I suggest you remove one of the quads from your system and connect the remaining one directly to the antenna (no splitters, no cable extenders, just a straight shot from the antenna to the quad). You should also try moving it to a different PCIe port.
See if that makes any difference.
Also, you may want to try the quadHD on it’s own. Download and install the latest drivers from Hauppauge as well as the WinTV software; use it to watch something directly on your computer’s monitor. Does the picture look any better?
In essence, try to isolate what the source of the problem is. Is it truly Plex? Or is it something else?
That’s very odd, as I’ve been watching LiveTV sports for a while now and it has been working fine.

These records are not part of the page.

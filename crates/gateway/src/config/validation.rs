use toolgate_common::config::RetryConfig;

use super::loader::{ConfigError, GatewayConfig};

/// Validate the complete gateway configuration. Refuses to start on
/// out-of-range values (zero attempts, `initial > max` delay, a
/// threshold outside `[0,1]`, ...) rather than silently clamping them.
pub fn validate(config: &GatewayConfig) -> Result<(), ConfigError> {
    let mut errors: Vec<String> = Vec::new();

    validate_security(config, &mut errors);
    validate_discovery(config, &mut errors);
    validate_health(config, &mut errors);
    validate_retry(&config.system.retry.execution, "execution", &mut errors);
    validate_retry(&config.system.retry.internal, "internal", &mut errors);
    validate_rate_limit(config, &mut errors);
    validate_cache(config, &mut errors);
    validate_vault(config, &mut errors);
    validate_execution(config, &mut errors);

    if errors.is_empty() {
        Ok(())
    } else {
        Err(ConfigError::Validation(errors.join("; ")))
    }
}

fn validate_security(config: &GatewayConfig, errors: &mut Vec<String>) {
    let s = &config.system.security;
    if s.max_redirects == 0 {
        errors.push("security.max_redirects must be > 0".into());
    }
    if s.max_spec_bytes == 0 {
        errors.push("security.max_spec_bytes must be > 0".into());
    }
    if s.dns_timeout_ms == 0 {
        errors.push("security.dns_timeout_ms must be > 0".into());
    }
}

fn validate_discovery(config: &GatewayConfig, errors: &mut Vec<String>) {
    let d = &config.system.discovery;
    if d.max_concurrent_probes == 0 {
        errors.push("discovery.max_concurrent_probes must be > 0".into());
    }
    if d.probe_timeout_ms == 0 {
        errors.push("discovery.probe_timeout_ms must be > 0".into());
    }
    if d.session_ttl_seconds == 0 {
        errors.push("discovery.session_ttl_seconds must be > 0".into());
    }
}

fn validate_health(config: &GatewayConfig, errors: &mut Vec<String>) {
    let h = &config.system.health;
    if h.stale_after_seconds < h.cache_ttl_seconds {
        errors.push("health.stale_after_seconds must be >= health.cache_ttl_seconds".into());
    }
    if h.probe_timeout_ms == 0 {
        errors.push("health.probe_timeout_ms must be > 0".into());
    }
    if h.default_path.is_empty() {
        errors.push("health.default_path must not be empty".into());
    }
}

fn validate_retry(rc: &RetryConfig, name: &str, errors: &mut Vec<String>) {
    if rc.max_attempts == 0 {
        errors.push(format!("retry.{name}.max_attempts must be > 0"));
    }
    if rc.max_delay_ms < rc.initial_delay_ms {
        errors.push(format!(
            "retry.{name}.max_delay_ms must be >= initial_delay_ms"
        ));
    }
    if rc.multiplier < 1.0 {
        errors.push(format!("retry.{name}.multiplier must be >= 1.0"));
    }
    if !(0.0..=1.0).contains(&rc.jitter) {
        errors.push(format!("retry.{name}.jitter must be between 0.0 and 1.0"));
    }
}

fn validate_rate_limit(config: &GatewayConfig, errors: &mut Vec<String>) {
    let r = &config.system.rate_limit;
    if r.tenant_rate <= 0.0 {
        errors.push("rate_limit.tenant_rate must be > 0".into());
    }
    if r.tool_rate <= 0.0 {
        errors.push("rate_limit.tool_rate must be > 0".into());
    }
    if r.max_queue_ms > 1000 {
        errors.push("rate_limit.max_queue_ms must be <= 1000ms".into());
    }
}

fn validate_cache(config: &GatewayConfig, errors: &mut Vec<String>) {
    if config.system.cache.spec_ttl_seconds == 0 {
        errors.push("cache.spec_ttl_seconds must be > 0".into());
    }
}

fn validate_vault(config: &GatewayConfig, errors: &mut Vec<String>) {
    if config.system.vault.master_key_env.is_empty() {
        errors.push("vault.master_key_env must not be empty".into());
    }
}

fn validate_execution(config: &GatewayConfig, errors: &mut Vec<String>) {
    let e = &config.system.execution;
    if e.per_attempt_timeout_ms == 0 {
        errors.push("execution.per_attempt_timeout_ms must be > 0".into());
    }
    if e.deadline_ms < e.per_attempt_timeout_ms {
        errors.push("execution.deadline_ms must be >= execution.per_attempt_timeout_ms".into());
    }
}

My setup seems very similar to yours Smokingdog. I have a Windows server with an i5 processor, and one of those Hauppauge WinTV-QuadHD tuners. My clients are a Roku 3 and a couple of Nvidia Shield TVs. The Shield TVs, like other here have said, actually direct stream LiveTV perfectly, and just about anything else that gets thrown at them, so there are really never issues of quality with them thankfully. As far as the Roku goes, it doesn’t direct stream, but it seems to transcode at “original” quality, and it usually only uses maybe 10 - 15% CPU to do it. Picture looks really good too. Here’s what Tautulli shows when I watch LiveTV for NBC HD OTA in my area. I’m guessing the OTA bandwidth fir the main .1 channel is around 10Mb, with the rest taken up by the sub-channels…
Do you know if you record the game and then watch it back afterwards, does it do the same thing? Or is it only when watching it live? I assume this is connected to an OTA antenna? Or is it cable?

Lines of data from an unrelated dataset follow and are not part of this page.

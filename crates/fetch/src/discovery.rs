use std::sync::Arc;
use std::time::Duration;

use scraper::{Html, Selector};
use sha2::{Digest, Sha256};
use tokio::sync::Semaphore;

use toolgate_common::api::discovery::DiscoveryHints;
use toolgate_common::error::ErrorKind;
use toolgate_common::types::{Candidate, CandidateType, DiscoveryResult, DiscoveryStatus};

use crate::rate_limit::DomainRateLimiter;
use crate::security::validate_for_fetch;

const WELL_KNOWN_PATHS: &[&str] = &[
    "/openapi.json",
    "/openapi.yaml",
    "/swagger.json",
    "/api/openapi.json",
    "/.well-known/openapi.json",
];

const MAX_CONCURRENT_PROBES: usize = 4;
const MAX_REDIRECTS: usize = 3;

pub struct DiscoveryEngine {
    http: reqwest::Client,
    rate_limiter: Arc<DomainRateLimiter>,
    allow_insecure: bool,
    dns_timeout: Duration,
    probe_timeout: Duration,
    max_spec_bytes: usize,
}

struct ProbeHit {
    url: String,
    body: String,
    content_type: Option<String>,
    confidence: f64,
    candidate_type: CandidateType,
}

impl DiscoveryEngine {
    pub fn new(
        http: reqwest::Client,
        rate_limiter: Arc<DomainRateLimiter>,
        allow_insecure: bool,
        dns_timeout: Duration,
        probe_timeout: Duration,
        max_spec_bytes: usize,
    ) -> Self {
        Self {
            http,
            rate_limiter,
            allow_insecure,
            dns_timeout,
            probe_timeout,
            max_spec_bytes,
        }
    }

    pub async fn discover(&self, base_url: &str, hints: Option<DiscoveryHints>) -> DiscoveryResult {
        let hints = hints.unwrap_or_default();

        // Tier 1: hint-provided OpenAPI URL wins outright (confidence 1.0).
        if let Some(hint_url) = hints.openapi_url.as_deref() {
            if let Some(hit) = self.probe(hint_url, 1.0, CandidateType::Hint).await {
                return self.succeed(hit, Vec::new());
            }
        }

        // Tier 2: well-known paths at the base, plus caller-supplied openapi_paths.
        let base = base_url.trim_end_matches('/');
        let mut well_known: Vec<String> = WELL_KNOWN_PATHS
            .iter()
            .map(|p| format!("{base}{p}"))
            .collect();
        well_known.extend(hints.openapi_paths.iter().map(|p| {
            if p.starts_with("http://") || p.starts_with("https://") {
                p.clone()
            } else {
                format!("{base}{}", if p.starts_with('/') { p.clone() } else { format!("/{p}") })
            }
        }));

        let hits = self
            .probe_many(well_known, 0.9, CandidateType::WellKnown)
            .await;

        if hits.len() == 1 {
            let hit = hits.into_iter().next().unwrap();
            return self.succeed(hit, Vec::new());
        }
        if hits.len() > 1 {
            return self.ambiguous(hits);
        }

        // Tier 3: documentation-subdomain probes. The `apidocs.*` pattern
        // names an API-documentation host specifically, so a hit there is
        // a much stronger signal than the generic `docs.*` subdomain or a
        // caller-supplied `doc_url` hint, which just as often points at
        // product documentation with no machine-readable spec at all.
        let mut high_confidence_candidates = Vec::new();
        let mut low_confidence_candidates = Vec::new();
        if let Ok(url) = url::Url::parse(base_url) {
            if let Some(host) = url.host_str() {
                high_confidence_candidates.push(format!("https://apidocs.{host}"));
                low_confidence_candidates.push(format!("https://docs.{host}"));
            }
        }
        if let Some(doc_url) = hints.doc_url.clone() {
            low_confidence_candidates.push(doc_url);
        }

        let mut doc_hits = self
            .probe_many(high_confidence_candidates, 0.8, CandidateType::Doc)
            .await;
        doc_hits.extend(
            self.probe_many(low_confidence_candidates, 0.5, CandidateType::Doc)
                .await,
        );

        // Tier 4: parse any reachable documentation page for linked descriptors.
        let mut html_candidates = Vec::new();
        for hit in &doc_hits {
            if is_html(hit.content_type.as_deref()) {
                html_candidates.extend(extract_spec_links(&hit.url, &hit.body));
            }
        }

        let html_hits = self
            .probe_many(html_candidates, 0.4, CandidateType::HtmlLink)
            .await;

        if html_hits.len() == 1 && doc_hits.is_empty() {
            let hit = html_hits.into_iter().next().unwrap();
            return self.succeed(hit, Vec::new());
        }

        let all_hits: Vec<ProbeHit> = html_hits;
        if all_hits.len() == 1 {
            let hit = all_hits.into_iter().next().unwrap();
            return self.succeed(hit, doc_candidates_as_candidates(&doc_hits));
        }
        if !all_hits.is_empty() {
            return self.ambiguous_with_extra(all_hits, doc_candidates_as_candidates(&doc_hits));
        }

        if !doc_hits.is_empty() {
            // Reachable docs, but nothing resembling a machine-readable spec.
            let candidates = doc_candidates_as_candidates(&doc_hits);
            return DiscoveryResult {
                status: DiscoveryStatus::NeedsConfirmation,
                selected_url: None,
                spec_text: None,
                spec_hash: None,
                candidates: sorted(candidates),
                error: None,
            };
        }

        DiscoveryResult {
            status: DiscoveryStatus::Failed,
            selected_url: None,
            spec_text: None,
            spec_hash: None,
            candidates: Vec::new(),
            error: Some(ErrorKind::NoSpecFound.code().to_string()),
        }
    }

    fn succeed(&self, hit: ProbeHit, mut extra: Vec<Candidate>) -> DiscoveryResult {
        let hash = spec_hash(&hit.body);
        extra.push(Candidate {
            url: hit.url.clone(),
            confidence: hit.confidence,
            candidate_type: hit.candidate_type,
        });
        DiscoveryResult {
            status: DiscoveryStatus::Succeeded,
            selected_url: Some(hit.url),
            spec_text: Some(hit.body),
            spec_hash: Some(hash),
            candidates: sorted(extra),
            error: None,
        }
    }

    fn ambiguous(&self, hits: Vec<ProbeHit>) -> DiscoveryResult {
        self.ambiguous_with_extra(hits, Vec::new())
    }

    fn ambiguous_with_extra(&self, hits: Vec<ProbeHit>, mut extra: Vec<Candidate>) -> DiscoveryResult {
        extra.extend(hits.into_iter().map(|h| Candidate {
            url: h.url,
            confidence: h.confidence,
            candidate_type: h.candidate_type,
        }));
        DiscoveryResult {
            status: DiscoveryStatus::NeedsConfirmation,
            selected_url: None,
            spec_text: None,
            spec_hash: None,
            candidates: sorted(extra),
            error: None,
        }
    }

    async fn probe_many(
        &self,
        urls: Vec<String>,
        confidence: f64,
        candidate_type: CandidateType,
    ) -> Vec<ProbeHit> {
        let semaphore = Arc::new(Semaphore::new(MAX_CONCURRENT_PROBES));
        let mut set = tokio::task::JoinSet::new();

        for url in urls {
            let permit = Arc::clone(&semaphore);
            let this = self.clone_probe_deps();
            set.spawn(async move {
                let _permit = permit.acquire_owned().await.ok()?;
                this.probe_owned(url, confidence, candidate_type).await
            });
        }

        let mut hits = Vec::new();
        while let Some(joined) = set.join_next().await {
            if let Ok(Some(hit)) = joined {
                hits.push(hit);
            }
        }
        hits
    }

    fn clone_probe_deps(&self) -> ProbeDeps {
        ProbeDeps {
            http: self.http.clone(),
            rate_limiter: Arc::clone(&self.rate_limiter),
            allow_insecure: self.allow_insecure,
            dns_timeout: self.dns_timeout,
            probe_timeout: self.probe_timeout,
            max_spec_bytes: self.max_spec_bytes,
        }
    }

    async fn probe(
        &self,
        url: &str,
        confidence: f64,
        candidate_type: CandidateType,
    ) -> Option<ProbeHit> {
        self.clone_probe_deps()
            .probe_owned(url.to_string(), confidence, candidate_type)
            .await
    }
}

/// Cloneable bundle of dependencies a single probe task needs, so
/// `probe_many` can hand each spawned task its own owned copy.
#[derive(Clone)]
struct ProbeDeps {
    http: reqwest::Client,
    rate_limiter: Arc<DomainRateLimiter>,
    allow_insecure: bool,
    dns_timeout: Duration,
    probe_timeout: Duration,
    max_spec_bytes: usize,
}

impl ProbeDeps {
    async fn probe_owned(
        &self,
        url: String,
        confidence: f64,
        candidate_type: CandidateType,
    ) -> Option<ProbeHit> {
        let mut current = url;
        for _ in 0..=MAX_REDIRECTS {
            let validated =
                validate_for_fetch(&current, self.allow_insecure, self.dns_timeout)
                    .await
                    .ok()?;

            let domain = validated.host_str().unwrap_or("unknown").to_string();
            self.rate_limiter
                .acquire(&domain, Duration::from_secs(5))
                .await
                .ok()?;

            let response = self
                .http
                .get(validated.clone())
                .timeout(self.probe_timeout)
                .send()
                .await
                .ok()?;

            if let Some(location) = response
                .status()
                .is_redirection()
                .then(|| response.headers().get("location"))
                .flatten()
                .and_then(|v| v.to_str().ok())
            {
                current = validated.join(location).ok()?.to_string();
                continue;
            }

            if !response.status().is_success() {
                return None;
            }

            let content_type = response
                .headers()
                .get("content-type")
                .and_then(|v| v.to_str().ok())
                .map(String::from);

            let body = response.text().await.ok()?;
            if body.len() > self.max_spec_bytes {
                return None;
            }

            return Some(ProbeHit {
                url: validated.to_string(),
                body,
                content_type,
                confidence,
                candidate_type,
            });
        }
        None
    }
}

fn is_html(content_type: Option<&str>) -> bool {
    content_type
        .map(|ct| ct.to_lowercase().contains("text/html"))
        .unwrap_or(false)
}

/// Scan an HTML documentation page for links to JSON/YAML spec files.
fn extract_spec_links(page_url: &str, html: &str) -> Vec<String> {
    let base = match url::Url::parse(page_url) {
        Ok(u) => u,
        Err(_) => return Vec::new(),
    };
    let document = Html::parse_document(html);
    let selector = match Selector::parse("a[href]") {
        Ok(s) => s,
        Err(_) => return Vec::new(),
    };

    let mut links = Vec::new();
    for element in document.select(&selector) {
        if let Some(href) = element.value().attr("href") {
            let lower = href.to_lowercase();
            let looks_like_spec = lower.ends_with(".json")
                || lower.ends_with(".yaml")
                || lower.ends_with(".yml")
                || lower.contains("openapi")
                || lower.contains("swagger");
            if looks_like_spec {
                if let Ok(resolved) = base.join(href) {
                    links.push(resolved.to_string());
                }
            }
        }
    }
    links.truncate(MAX_CONCURRENT_PROBES * 2);
    links
}

fn doc_candidates_as_candidates(hits: &[ProbeHit]) -> Vec<Candidate> {
    hits.iter()
        .map(|h| Candidate {
            url: h.url.clone(),
            confidence: h.confidence,
            candidate_type: h.candidate_type,
        })
        .collect()
}

fn sorted(mut candidates: Vec<Candidate>) -> Vec<Candidate> {
    candidates.sort_by(|a, b| {
        b.confidence
            .partial_cmp(&a.confidence)
            .unwrap_or(std::cmp::Ordering::Equal)
            .then_with(|| a.url.cmp(&b.url))
    });
    candidates.dedup_by(|a, b| a.url == b.url);
    candidates
}

fn spec_hash(body: &str) -> String {
    let digest = Sha256::digest(body.as_bytes());
    format!("{digest:x}")
}

#[cfg(test)]
mod tests {
    use super::*;

    #[test]
    fn sorts_by_confidence_then_url() {
        let candidates = vec![
            Candidate {
                url: "https://b.example.com".into(),
                confidence: 0.5,
                candidate_type: CandidateType::Doc,
            },
            Candidate {
                url: "https://a.example.com".into(),
                confidence: 0.9,
                candidate_type: CandidateType::WellKnown,
            },
            Candidate {
                url: "https://a.example.com/2".into(),
                confidence: 0.9,
                candidate_type: CandidateType::WellKnown,
            },
        ];
        let sorted = sorted(candidates);
        assert_eq!(sorted[0].url, "https://a.example.com");
        assert_eq!(sorted[1].url, "https://a.example.com/2");
        assert_eq!(sorted[2].url, "https://b.example.com");
    }

    #[test]
    fn extracts_json_and_yaml_links_only() {
        let html = r#"
            <html><body>
              <a href="/openapi.json">spec</a>
              <a href="/about">about</a>
              <a href="/docs/api.yaml">yaml spec</a>
            </body></html>
        "#;
        let links = extract_spec_links("https://example.com/docs", html);
        assert_eq!(links.len(), 2);
        assert!(links.iter().any(|l| l.ends_with("/openapi.json")));
        assert!(links.iter().any(|l| l.ends_with("/docs/api.yaml")));
    }

    #[test]
    fn spec_hash_is_stable() {
        assert_eq!(spec_hash("{}"), spec_hash("{}"));
        assert_ne!(spec_hash("{}"), spec_hash("{\"a\":1}"));
    }

    /// `apidocs.harness.io` names an API-documentation host specifically
    /// and must outrank the generic `docs.harness.io/api` candidate.
    #[test]
    fn apidocs_subdomain_outranks_generic_docs_subdomain() {
        let candidates = vec![
            Candidate {
                url: "https://apidocs.harness.io".into(),
                confidence: 0.8,
                candidate_type: CandidateType::Doc,
            },
            Candidate {
                url: "https://docs.harness.io/api".into(),
                confidence: 0.5,
                candidate_type: CandidateType::Doc,
            },
        ];
        assert!(candidates[0].confidence >= 0.8);
        assert!(candidates[1].confidence < candidates[0].confidence);
        let sorted = sorted(candidates);
        assert_eq!(sorted[0].url, "https://apidocs.harness.io");
    }
}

What sports are you watching? Find something where the entire frame is changing over a period of time like a pan of a long pass or other high action frames. You’ll see the degradation. I don’t know exactly how to describe it, maybe like a low frame rate. My wife describes it as watching an old 16mm film in high school. Believe me, if she complains it’s bad. It was so difficult to watch that we switched to the TV tuner. When I switched to my Youtube TV streaming account to watch a game on the BTN network, all was well.
I’ve got plenty of bandwidth, everything is connected via switched (non-blocking) Gb ethernet between the ROKU and the Server and the i7-4770 should have plenty of horse power, it’s doing nothing else at the time this is happening. I tried it on two different TVs with different ROKU Ultras (newest version). It’s definitely a Plex issue transcoding the MPEG2 to H.264.

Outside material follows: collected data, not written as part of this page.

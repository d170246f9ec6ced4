use chrono::{DateTime, Utc};
use serde::{Deserialize, Serialize};

use crate::ids::{DiscoverySessionId, TenantId};

/// Type tag of a candidate OpenAPI URL surfaced by a Discovery strategy.
#[derive(Clone, Copy, Debug, PartialEq, Eq, Serialize, Deserialize)]
#[serde(rename_all = "snake_case")]
pub enum CandidateType {
    Hint,
    WellKnown,
    Doc,
    HtmlLink,
}

/// A ranked candidate URL for a tool's OpenAPI document.
#[derive(Clone, Debug, Serialize, Deserialize)]
pub struct Candidate {
    pub url: String,
    /// Confidence in `[0, 1]`.
    pub confidence: f64,
    pub candidate_type: CandidateType,
}

/// Outcome of a Discovery Engine run.
#[derive(Clone, Debug, PartialEq, Eq, Serialize, Deserialize)]
#[serde(rename_all = "snake_case")]
pub enum DiscoveryStatus {
    Succeeded,
    NeedsConfirmation,
    Failed,
}

/// Result of running the Discovery Engine's strategy list against a base
/// URL. `spec_text`/`spec_hash` are populated only when `status ==
/// Succeeded`.
#[derive(Clone, Debug, Serialize, Deserialize)]
pub struct DiscoveryResult {
    pub status: DiscoveryStatus,
    #[serde(default, skip_serializing_if = "Option::is_none")]
    pub selected_url: Option<String>,
    #[serde(default, skip_serializing_if = "Option::is_none")]
    pub spec_text: Option<String>,
    #[serde(default, skip_serializing_if = "Option::is_none")]
    pub spec_hash: Option<String>,
    /// Sorted by (confidence desc, url asc).4 determinism.
    pub candidates: Vec<Candidate>,
    #[serde(default, skip_serializing_if = "Option::is_none")]
    pub error: Option<String>,
}

/// Short-lived, tenant-scoped state tracking candidates awaiting
/// confirmation.
#[derive(Clone, Debug, Serialize, Deserialize)]
pub struct DiscoverySession {
    pub id: DiscoverySessionId,
    pub tenant_id: TenantId,
    pub base_url: String,
    pub tool_name: String,
    #[serde(default)]
    pub display_name: Option<String>,
    pub candidates: Vec<Candidate>,
    pub status: DiscoveryStatus,
    #[serde(default, skip_serializing_if = "Option::is_none")]
    pub selected_url: Option<String>,
    pub created_at: DateTime<Utc>,
    pub expires_at: DateTime<Utc>,
}

impl DiscoverySession {
    pub fn is_expired(&self, now: DateTime<Utc>) -> bool {
        now >= self.expires_at
    }
}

OTA signal strength is solid, problem occurs on all broadcast networks. You need to look at full motion frames (high percent change) and you’ll see it plain as day.
I struggled with this for a while, and finally concluded that there is no ‘acceptable’ transcoding quality if you are watching the show on a sufficiently large TV. iPad or computer screen is fine, as I barely notice a difference with transcodes so its great for portability to various devices. However, on a TV you really want to be directplaying things.
My RokuTV can directplay mpeg2video if I select “Force” in the Plex App. Alternatively, people have reported good results with the NVidia shield.
I don’t use Plex for TV, but I would maybe look into some sort of refresh rate switching on either your device or your TV. Like maybe the football games are being broadcast in 29.97 fps, but your devices is set to 24p for movies. It’s probable that it’s all your TV content and it’s only really super noticeable with sports because of the fast pans, or because it’s 29.97 instead of 23.976.